INFORMATION SHOWN section start
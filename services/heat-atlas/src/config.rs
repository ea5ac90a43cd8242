//! Configuration loading for the heat atlas CLI.
//!
//! Settings come from a YAML file when one is given, otherwise from the
//! `COMPOSITE_*` environment variables. Command-line flags override both.

use std::path::{Path, PathBuf};

use anyhow::{Context, Result};
use compositor::CompositorConfig;
use dashboard::catrare::DEFAULT_YEARS;
use renderer::style::StyleConfig;
use renderer::ColorScale;
use serde::Deserialize;
use tracing::info;

#[derive(Debug, Clone, Deserialize)]
#[serde(default)]
pub struct AtlasConfig {
    pub compositor: CompositorConfig,
    /// Directory holding the converted `kostra_d*_t*.tif` grids
    pub kostra_base_url: Option<String>,
    /// PMTiles archive with the flood-risk zones
    pub flood_archive_url: Option<String>,
    /// Prepared CatRaRE GeoJSON
    pub catrare_path: Option<PathBuf>,
    pub catrare_years: u32,
    /// JSON style file with fixed color scales
    pub style_file: Option<PathBuf>,
    /// Style to use from `style_file`; defaults to the quantity name
    pub style: Option<String>,
}

impl Default for AtlasConfig {
    fn default() -> Self {
        Self {
            compositor: CompositorConfig::default(),
            kostra_base_url: None,
            flood_archive_url: None,
            catrare_path: None,
            catrare_years: DEFAULT_YEARS,
            style_file: None,
            style: None,
        }
    }
}

impl AtlasConfig {
    /// Load from the environment.
    pub fn from_env() -> Self {
        let mut config = Self {
            compositor: CompositorConfig::from_env(),
            ..Default::default()
        };

        if let Ok(val) = std::env::var("KOSTRA_BASE_URL") {
            config.kostra_base_url = Some(val);
        }

        if let Ok(val) = std::env::var("FLOOD_ARCHIVE_URL") {
            config.flood_archive_url = Some(val);
        }

        if let Ok(val) = std::env::var("CATRARE_PATH") {
            config.catrare_path = Some(PathBuf::from(val));
        }

        if let Ok(val) = std::env::var("COMPOSITE_STYLE_FILE") {
            config.style_file = Some(PathBuf::from(val));
        }

        if let Ok(val) = std::env::var("COMPOSITE_STYLE") {
            config.style = Some(val);
        }

        if let Ok(val) = std::env::var("CATRARE_YEARS") {
            if let Ok(v) = val.parse() {
                config.catrare_years = v;
            }
        }

        config
    }

    /// Parse a YAML document.
    pub fn from_yaml(yaml: &str) -> Result<Self> {
        serde_yaml::from_str(yaml).context("Failed to parse configuration YAML")
    }

    /// Load from `path` if given, the environment otherwise.
    pub fn load(path: Option<&Path>) -> Result<Self> {
        let config = match path {
            Some(path) => {
                let yaml = std::fs::read_to_string(path)
                    .with_context(|| format!("Failed to read config file: {:?}", path))?;
                let config = Self::from_yaml(&yaml)
                    .with_context(|| format!("Invalid config file: {:?}", path))?;
                info!(path = %path.display(), "Loaded configuration file");
                config
            }
            None => Self::from_env(),
        };

        config
            .compositor
            .validate()
            .map_err(|e| anyhow::anyhow!("Invalid compositor configuration: {}", e))?;
        Ok(config)
    }

    /// Fixed color scale from the configured style file, if any.
    pub fn fixed_scale(&self) -> Result<Option<ColorScale>> {
        let Some(path) = &self.style_file else {
            return Ok(None);
        };
        let styles = StyleConfig::from_file(path)
            .with_context(|| format!("Failed to load style file: {:?}", path))?;
        let name = self
            .style
            .as_deref()
            .unwrap_or(self.compositor.quantity.as_str());
        let scale = styles
            .scale(name)
            .with_context(|| format!("Style {} not usable", name))?;
        Ok(Some(scale))
    }
}
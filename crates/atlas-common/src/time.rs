//! Acquisition-time handling.

use chrono::{DateTime, NaiveDate, NaiveDateTime, TimeZone, Utc};
use serde::{Deserialize, Serialize};

/// Parse an ISO 8601 timestamp, assuming UTC when no offset is given.
pub fn parse_timestamp(s: &str) -> Result<DateTime<Utc>, TimeParseError> {
    let s = s.trim();

    if let Ok(dt) = DateTime::parse_from_rfc3339(s) {
        return Ok(dt.with_timezone(&Utc));
    }

    for fmt in ["%Y-%m-%dT%H:%M:%S%.f", "%Y-%m-%dT%H:%M:%S", "%Y-%m-%d %H:%M:%S"] {
        if let Ok(ndt) = NaiveDateTime::parse_from_str(s, fmt) {
            return Ok(Utc.from_utc_datetime(&ndt));
        }
    }

    if let Ok(date) = NaiveDate::parse_from_str(s, "%Y-%m-%d") {
        if let Some(ndt) = date.and_hms_opt(0, 0, 0) {
            return Ok(Utc.from_utc_datetime(&ndt));
        }
    }

    Err(TimeParseError::InvalidFormat(s.to_string()))
}

/// Time span covered by a set of acquisitions.
#[derive(Debug, Clone, Copy, PartialEq, Eq, Serialize, Deserialize)]
pub struct TimeWindow {
    pub start: DateTime<Utc>,
    pub end: DateTime<Utc>,
}

impl TimeWindow {
    pub fn new(start: DateTime<Utc>, end: DateTime<Utc>) -> Self {
        if start <= end {
            Self { start, end }
        } else {
            Self { start: end, end: start }
        }
    }

    /// Smallest window spanning all timestamps. `None` when empty.
    pub fn spanning<I>(times: I) -> Option<Self>
    where
        I: IntoIterator<Item = DateTime<Utc>>,
    {
        let mut iter = times.into_iter();
        let first = iter.next()?;
        let (start, end) = iter.fold((first, first), |(lo, hi), t| (lo.min(t), hi.max(t)));
        Some(Self { start, end })
    }

    pub fn duration(&self) -> chrono::Duration {
        self.end - self.start
    }

    pub fn contains(&self, t: DateTime<Utc>) -> bool {
        t >= self.start && t <= self.end
    }
}

#[derive(Debug, thiserror::Error)]
pub enum TimeParseError {
    #[error("Invalid time format: {0}")]
    InvalidFormat(String),
}

#[cfg(test)]
mod tests {
    use super::*;

    #[test]
    fn test_parse_variants() {
        let a = parse_timestamp("2024-07-01T10:30:00Z").unwrap();
        let b = parse_timestamp("2024-07-01T10:30:00").unwrap();
        let c = parse_timestamp("2024-07-01T12:30:00+02:00").unwrap();
        assert_eq!(a, b);
        assert_eq!(a, c);

        let d = parse_timestamp("2024-07-01").unwrap();
        assert_eq!(d.to_rfc3339(), "2024-07-01T00:00:00+00:00");

        assert!(parse_timestamp("yesterday").is_err());
    }

    #[test]
    fn test_spanning_window() {
        let t1 = parse_timestamp("2024-07-03T00:00:00Z").unwrap();
        let t2 = parse_timestamp("2024-07-01T00:00:00Z").unwrap();
        let t3 = parse_timestamp("2024-07-02T00:00:00Z").unwrap();

        let window = TimeWindow::spanning([t1, t2, t3]).unwrap();
        assert_eq!(window.start, t2);
        assert_eq!(window.end, t1);
        assert_eq!(window.duration().num_days(), 2);
        assert!(window.contains(t3));
        assert!(TimeWindow::spanning(std::iter::empty()).is_none());
    }
}
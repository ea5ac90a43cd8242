//! Core types for composite building.

use std::sync::Arc;

use atlas_common::BoundingBox;
use chrono::{DateTime, Utc};
use renderer::RgbaBitmap;
use serde::{Deserialize, Serialize};

use crate::stats::{CompositeStats, Provenance};

/// A rectangular pixel window in a raster's native grid.
#[derive(Debug, Clone, Copy, PartialEq, Eq, Serialize, Deserialize)]
pub struct PixelWindow {
    pub x: u32,
    pub y: u32,
    pub width: u32,
    pub height: u32,
}

impl PixelWindow {
    pub fn new(x: u32, y: u32, width: u32, height: u32) -> Self {
        Self {
            x,
            y,
            width,
            height,
        }
    }

    pub fn full(width: u32, height: u32) -> Self {
        Self::new(0, 0, width, height)
    }

    pub fn is_empty(&self) -> bool {
        self.width == 0 || self.height == 0
    }
}

/// Coordinate reference system declared by raster metadata.
#[derive(Debug, Clone, Copy, PartialEq, Eq, Serialize, Deserialize)]
#[serde(rename_all = "snake_case", tag = "kind", content = "epsg")]
pub enum RasterCrs {
    /// WGS84 longitude/latitude (EPSG:4326)
    Geographic,
    /// Projected CRS with an EPSG code (expected UTM)
    Projected(u32),
    /// No usable CRS key; treated as UTM with zone detection
    Unknown,
}

impl RasterCrs {
    pub fn projected_epsg(&self) -> Option<u32> {
        match self {
            Self::Projected(code) => Some(*code),
            _ => None,
        }
    }
}

/// Raster metadata needed to place a window.
#[derive(Debug, Clone, PartialEq, Serialize, Deserialize)]
pub struct RasterInfo {
    pub width: u32,
    pub height: u32,
    /// Native-CRS bounds of the full raster (degrees or meters)
    pub native_bounds: BoundingBox,
    pub crs: RasterCrs,
    /// Declared nodata sentinel
    pub nodata: Option<f64>,
}

/// One granule's decoded window over the region of interest.
#[derive(Debug, Clone)]
pub struct RasterSample {
    pub granule_id: String,
    pub acquisition_time: DateTime<Utc>,
    /// Row-major, top-down values; NaN marks nodata
    pub data: Vec<f32>,
    pub width: usize,
    pub height: usize,
    /// WGS84 bounds of the window
    pub bounds: BoundingBox,
    /// Quality weight in [0, 1]
    pub weight: f32,
}

impl RasterSample {
    /// Nearest-pixel value at a WGS84 position. `None` outside the window or on nodata.
    pub fn value_at(&self, lon: f64, lat: f64) -> Option<f32> {
        if self.width == 0 || self.height == 0 || !self.bounds.contains_point(lon, lat) {
            return None;
        }

        let fx = (lon - self.bounds.min_x) / self.bounds.width();
        let fy = (self.bounds.max_y - lat) / self.bounds.height();
        let col = ((fx * self.width as f64).floor() as usize).min(self.width - 1);
        let row = ((fy * self.height as f64).floor() as usize).min(self.height - 1);

        let value = self.data[row * self.width + col];
        if value.is_nan() {
            None
        } else {
            Some(value)
        }
    }

    pub fn valid_count(&self) -> usize {
        self.data.iter().filter(|v| !v.is_nan()).count()
    }

    /// Iterator over valid values.
    pub fn valid_values(&self) -> impl Iterator<Item = f32> + '_ {
        self.data.iter().copied().filter(|v| !v.is_nan())
    }
}

/// Per-pixel reducer.
#[derive(Debug, Clone, Copy, PartialEq, Eq, Hash, Serialize, Deserialize)]
#[serde(rename_all = "snake_case")]
pub enum AggregationMethod {
    Max,
    Mean,
    Median,
    P90,
    P95,
}

impl Default for AggregationMethod {
    fn default() -> Self {
        Self::Median
    }
}

impl AggregationMethod {
    /// Parse from string (case-insensitive). Unknown values fall back to median.
    pub fn from_str(s: &str) -> Self {
        match s.to_lowercase().as_str() {
            "max" | "maximum" => Self::Max,
            "mean" | "avg" | "average" => Self::Mean,
            "p90" | "percentile90" => Self::P90,
            "p95" | "percentile95" => Self::P95,
            _ => Self::Median,
        }
    }

    pub fn as_str(&self) -> &'static str {
        match self {
            Self::Max => "max",
            Self::Mean => "mean",
            Self::Median => "median",
            Self::P90 => "p90",
            Self::P95 => "p95",
        }
    }

    /// Target percentile for percentile methods.
    pub fn percentile(&self) -> Option<f64> {
        match self {
            Self::P90 => Some(0.90),
            Self::P95 => Some(0.95),
            _ => None,
        }
    }
}

impl std::fmt::Display for AggregationMethod {
    fn fmt(&self, f: &mut std::fmt::Formatter<'_>) -> std::fmt::Result {
        write!(f, "{}", self.as_str())
    }
}

/// How percentiles are picked from a pixel stack.
#[derive(Debug, Clone, Copy, PartialEq, Eq, Hash, Serialize, Deserialize)]
#[serde(rename_all = "snake_case")]
pub enum PercentileMode {
    /// Cumulative quality weight with linear interpolation at the crossing
    Weighted,
    /// Position in the sorted stack, never the maximum's index
    StrictIndex,
}

impl Default for PercentileMode {
    fn default() -> Self {
        Self::Weighted
    }
}

impl PercentileMode {
    /// Parse from string (case-insensitive).
    pub fn from_str(s: &str) -> Self {
        match s.to_lowercase().as_str() {
            "strict" | "strict_index" | "index" => Self::StrictIndex,
            _ => Self::Weighted,
        }
    }

    pub fn as_str(&self) -> &'static str {
        match self {
            Self::Weighted => "weighted",
            Self::StrictIndex => "strict_index",
        }
    }
}

impl std::fmt::Display for PercentileMode {
    fn fmt(&self, f: &mut std::fmt::Formatter<'_>) -> std::fmt::Result {
        write!(f, "{}", self.as_str())
    }
}

/// A finished composite ready for the overlay.
#[derive(Debug, Clone)]
pub struct CompositeResult {
    pub image: Arc<RgbaBitmap>,
    /// Aggregated values, row-major, NaN where no granule contributed
    pub values: Vec<f32>,
    pub width: usize,
    pub height: usize,
    /// WGS84 bounds of the bitmap
    pub bounds: BoundingBox,
    pub method: AggregationMethod,
    pub stats: CompositeStats,
    pub provenance: Provenance,
}

impl CompositeResult {
    /// Aggregated value under a WGS84 position, for hover read-outs.
    pub fn value_at(&self, lon: f64, lat: f64) -> Option<f32> {
        if self.width == 0 || self.height == 0 || !self.bounds.contains_point(lon, lat) {
            return None;
        }
        let fx = (lon - self.bounds.min_x) / self.bounds.width();
        let fy = (self.bounds.max_y - lat) / self.bounds.height();
        let col = ((fx * self.width as f64).floor() as usize).min(self.width - 1);
        let row = ((fy * self.height as f64).floor() as usize).min(self.height - 1);
        let value = self.values[row * self.width + col];
        (!value.is_nan()).then_some(value)
    }
}
#[tokio::test]
async fn test_phase_channel_reports_ready() {
    let source = source_with(vec![("a", lst_raster())]);
    let compositor = Compositor::new(source, test_config()).unwrap();
    let mut phase = compositor.subscribe();
    assert_eq!(*phase.borrow(), BuildPhase::Idle);

    let request = CompositeRequest::new(
        bbox(region::FRANKFURT),
        vec![granule("a", acquisition::EARLY)],
    );
    compositor.build(&request).await.unwrap();

    assert!(phase.has_changed().unwrap());
    assert_eq!(*phase.borrow_and_update(), BuildPhase::Ready);
}

// =============================================================================
// GeoTIFF granules
// =============================================================================

#[tokio::test]
async fn test_utm_geotiff_granule() {
    let width = 64;
    let params = GeoTiffParams::utm(utm_tile::T32UMA, width, 32632).with_nodata(-9999.0);
    let data = punch_holes(create_constant_grid(64, 64, 305.0), 5, -9999.0);
    let (_dir, path) =
        write_temp_geotiff("ECO_L2T_LSTE_32UMA_20240701.tif", width, 64, &data, &params).unwrap();

    let compositor = Compositor::new(Arc::new(LocalFileSource::new()), test_config()).unwrap();
    let granule = atlas_common::GranuleDescriptor::new(
        "eco",
        path.to_string_lossy(),
        atlas_common::parse_timestamp(acquisition::EARLY).unwrap(),
    );
    let roi = bbox(region::FRANKFURT);
    let request = CompositeRequest::new(roi, vec![granule]);

    let result = compositor.build(&request).await.unwrap().into_result().unwrap();

    assert!((result.bounds.min_x - roi.min_x).abs() < 1e-6);
    assert!((result.bounds.max_y - roi.max_y).abs() < 1e-6);
    let summary = result.stats.summary.unwrap();
    assert_eq!(summary.min, 305.0);
    assert_eq!(summary.max, 305.0);
}

#[tokio::test]
async fn test_unreadable_file_is_fetch_failure() {
    let dir = tempfile::tempdir().unwrap();
    let path = dir.path().join("broken.tif");
    std::fs::write(&path, b"not a tiff").unwrap();

    let compositor = Compositor::new(Arc::new(LocalFileSource::new()), test_config()).unwrap();
    let granule = atlas_common::GranuleDescriptor::new(
        "broken",
        path.to_string_lossy(),
        atlas_common::parse_timestamp(acquisition::EARLY).unwrap(),
    );
    let request = CompositeRequest::new(bbox(region::FRANKFURT), vec![granule]);

    match compositor.build(&request).await.unwrap() {
        CompositeOutcome::NoData(report) => {
            assert_eq!(report.reason, NoDataReason::NoGranulesFetched);
            assert_eq!(report.stats.discards.fetch_failed, 1);
        }
        other => panic!("expected no data, got {}", other.as_str()),
    }
}
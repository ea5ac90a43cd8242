//! The single overlay instance bound to the map.
//!
//! `OverlayManager` owns at most one overlay context and an insertion-ordered
//! list of [`LayerState`] records. Every mutation rebuilds the full render
//! list from that list and hands it to the context in a single
//! `set_layers` call; the context never receives incremental patches.
//!
//! Bitmap layers are uploaded once per image (`Arc` identity) and their
//! textures are released when the layer is replaced, removed, or the
//! context is torn down.

use std::collections::HashMap;
use std::sync::Arc;

use renderer::RgbaBitmap;
use tracing::{debug, info, warn};

use crate::error::Result;
use crate::host::{HostId, HostMap, OverlayContext, TextureId, Viewport};
use crate::layer::{LayerContent, LayerState, RenderLayer};

struct UploadedTexture {
    image: Arc<RgbaBitmap>,
    texture: TextureId,
}

#[derive(Default)]
pub struct OverlayManager {
    host: Option<HostId>,
    context: Option<Box<dyn OverlayContext>>,
    layers: Vec<LayerState>,
    textures: HashMap<String, UploadedTexture>,
    rendered: Vec<RenderLayer>,
}

impl OverlayManager {
    pub fn new() -> Self {
        Self::default()
    }

    /// Bind to `host`.
    ///
    /// A new context is created only when none exists for this host or
    /// `force_reinit` is set. Switching to a different host clears the layer
    /// list; re-attaching to the same host keeps it and reapplies it to the
    /// new context.
    pub fn attach(&mut self, host: &dyn HostMap, force_reinit: bool) -> Result<()> {
        let host_id = host.id();
        let same_host = self.host == Some(host_id);

        if same_host && self.context.is_some() && !force_reinit {
            debug!(host = %host_id, "Overlay already attached");
            self.resize(host.viewport());
            return Ok(());
        }

        if !host.is_style_loaded() {
            warn!(host = %host_id, "Map style not loaded yet; attach ignored");
            return Ok(());
        }

        self.teardown_context();
        if !same_host && !self.layers.is_empty() {
            info!(
                host = %host_id,
                dropped = self.layers.len(),
                "Attaching to a different map; clearing layers"
            );
            self.layers.clear();
        }

        let mut context = host.create_overlay()?;
        context.resize(host.viewport());
        self.context = Some(context);
        self.host = Some(host_id);
        info!(host = %host_id, layers = self.layers.len(), force_reinit, "Overlay attached");

        self.rebuild();
        Ok(())
    }

    /// Insert or replace a layer by id, then rebuild.
    pub fn set_layer(&mut self, state: LayerState) {
        if self.context.is_none() {
            warn!(layer = %state.id, "Overlay not attached; set_layer ignored");
            return;
        }

        // The texture survives only a replacement with the same image
        let release = match (&state.content, self.textures.get(&state.id)) {
            (LayerContent::Bitmap { image, .. }, Some(uploaded)) => {
                !Arc::ptr_eq(image, &uploaded.image)
            }
            (_, Some(_)) => true,
            (_, None) => false,
        };
        if release {
            self.release_texture_for(&state.id);
        }

        match self.layers.iter_mut().find(|l| l.id == state.id) {
            Some(existing) => *existing = state,
            None => self.layers.push(state),
        }
        self.rebuild();
    }

    /// Remove a layer by id, then rebuild.
    pub fn remove_layer(&mut self, id: &str) {
        if self.context.is_none() {
            warn!(layer = %id, "Overlay not attached; remove_layer ignored");
            return;
        }

        let before = self.layers.len();
        self.layers.retain(|l| l.id != id);
        if self.layers.len() == before {
            debug!(layer = %id, "No such layer");
        }
        self.release_texture_for(id);
        self.rebuild();
    }

    /// Clear the render list, release the context and forget every layer.
    pub fn detach(&mut self) {
        if let Some(host) = self.host {
            info!(host = %host, "Overlay detached");
        }
        self.teardown_context();
        self.layers.clear();
        self.host = None;
    }

    /// Keep the drawing buffer aligned with the host container.
    pub fn resize(&mut self, viewport: Viewport) {
        if let Some(context) = self.context.as_mut() {
            context.resize(viewport);
        }
    }

    /// The render list from the latest rebuild.
    pub fn rendered_layers(&self) -> &[RenderLayer] {
        &self.rendered
    }

    pub fn layer(&self, id: &str) -> Option<&LayerState> {
        self.layers.iter().find(|l| l.id == id)
    }

    pub fn layer_ids(&self) -> Vec<&str> {
        self.layers.iter().map(|l| l.id.as_str()).collect()
    }

    pub fn is_attached(&self) -> bool {
        self.context.is_some()
    }

    pub fn host(&self) -> Option<HostId> {
        self.host
    }

    pub fn texture_count(&self) -> usize {
        self.textures.len()
    }

    fn rebuild(&mut self) {
        let Some(context) = self.context.as_mut() else {
            return;
        };

        let mut rendered = Vec::with_capacity(self.layers.len());
        for layer in self.layers.iter().filter(|l| l.visible) {
            let opacity = layer.effective_opacity();
            match &layer.content {
                LayerContent::Bitmap { image, bounds } => {
                    match ensure_texture(&mut **context, &mut self.textures, &layer.id, image) {
                        Ok(texture) => rendered.push(RenderLayer::Bitmap {
                            id: layer.id.clone(),
                            texture,
                            bounds: *bounds,
                            opacity,
                        }),
                        // The layer stays in the list; the next rebuild uploads again
                        Err(e) => warn!(layer = %layer.id, error = %e, "Bitmap upload failed; layer skipped"),
                    }
                }
                LayerContent::Points(features) => rendered.push(RenderLayer::Points {
                    id: layer.id.clone(),
                    features: features.clone(),
                    opacity,
                }),
                LayerContent::VectorTiles(source) => rendered.push(RenderLayer::VectorTiles {
                    id: layer.id.clone(),
                    source: source.clone(),
                    opacity,
                }),
            }
        }

        if let Err(e) = context.set_layers(&rendered) {
            warn!(error = %e, "Overlay rejected layer list");
        }
        debug!(rendered = rendered.len(), total = self.layers.len(), "Overlay rebuilt");
        metrics::counter!("overlay_rebuilds_total").increment(1);
        self.rendered = rendered;
    }

    fn release_texture_for(&mut self, id: &str) {
        if let Some(uploaded) = self.textures.remove(id) {
            if let Some(context) = self.context.as_mut() {
                context.release_texture(uploaded.texture);
            }
        }
    }

    fn teardown_context(&mut self) {
        if let Some(mut context) = self.context.take() {
            if let Err(e) = context.set_layers(&[]) {
                warn!(error = %e, "Failed to clear overlay layers");
            }
            for (_, uploaded) in self.textures.drain() {
                context.release_texture(uploaded.texture);
            }
            context.finalize();
        }
        self.textures.clear();
        self.rendered.clear();
    }
}

impl Drop for OverlayManager {
    fn drop(&mut self) {
        self.teardown_context();
    }
}

fn ensure_texture(
    context: &mut dyn OverlayContext,
    textures: &mut HashMap<String, UploadedTexture>,
    id: &str,
    image: &Arc<RgbaBitmap>,
) -> Result<TextureId> {
    if let Some(uploaded) = textures.get(id) {
        if Arc::ptr_eq(&uploaded.image, image) {
            return Ok(uploaded.texture);
        }
    }

    let texture = context.upload_bitmap(image)?;
    let previous = textures.insert(
        id.to_string(),
        UploadedTexture {
            image: image.clone(),
            texture,
        },
    );
    if let Some(previous) = previous {
        context.release_texture(previous.texture);
    }
    Ok(texture)
}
INFORMATION SHOWN section end
* AIM OF THE EXERCISE *
The answer must be the lines from the one containing "fn release_texture_for(&mut self, id: &str)" through the last line of the records, written out exactly; please include nothing more.

* YOUR SOLUTION *
    fn release_texture_for(&mut self, id: &str) {
        if let Some(uploaded) = self.textures.remove(id) {
            if let Some(context) = self.context.as_mut() {
                context.release_texture(uploaded.texture);
            }
        }
    }

    fn teardown_context(&mut self) {
        if let Some(mut context) = self.context.take() {
            if let Err(e) = context.set_layers(&[]) {
                warn!(error = %e, "Failed to clear overlay layers");
            }
            for (_, uploaded) in self.textures.drain() {
                context.release_texture(uploaded.texture);
            }
            context.finalize();
        }
        self.textures.clear();
        self.rendered.clear();
    }
}

impl Drop for OverlayManager {
    fn drop(&mut self) {
        self.teardown_context();
    }
}

fn ensure_texture(
    context: &mut dyn OverlayContext,
    textures: &mut HashMap<String, UploadedTexture>,
    id: &str,
    image: &Arc<RgbaBitmap>,
) -> Result<TextureId> {
    if let Some(uploaded) = textures.get(id) {
        if Arc::ptr_eq(&uploaded.image, image) {
            return Ok(uploaded.texture);
        }
    }

    let texture = context.upload_bitmap(image)?;
    let previous = textures.insert(
        id.to_string(),
        UploadedTexture {
            image: image.clone(),
            texture,
        },
    );
    if let Some(previous) = previous {
        context.release_texture(previous.texture);
    }
    Ok(texture)
}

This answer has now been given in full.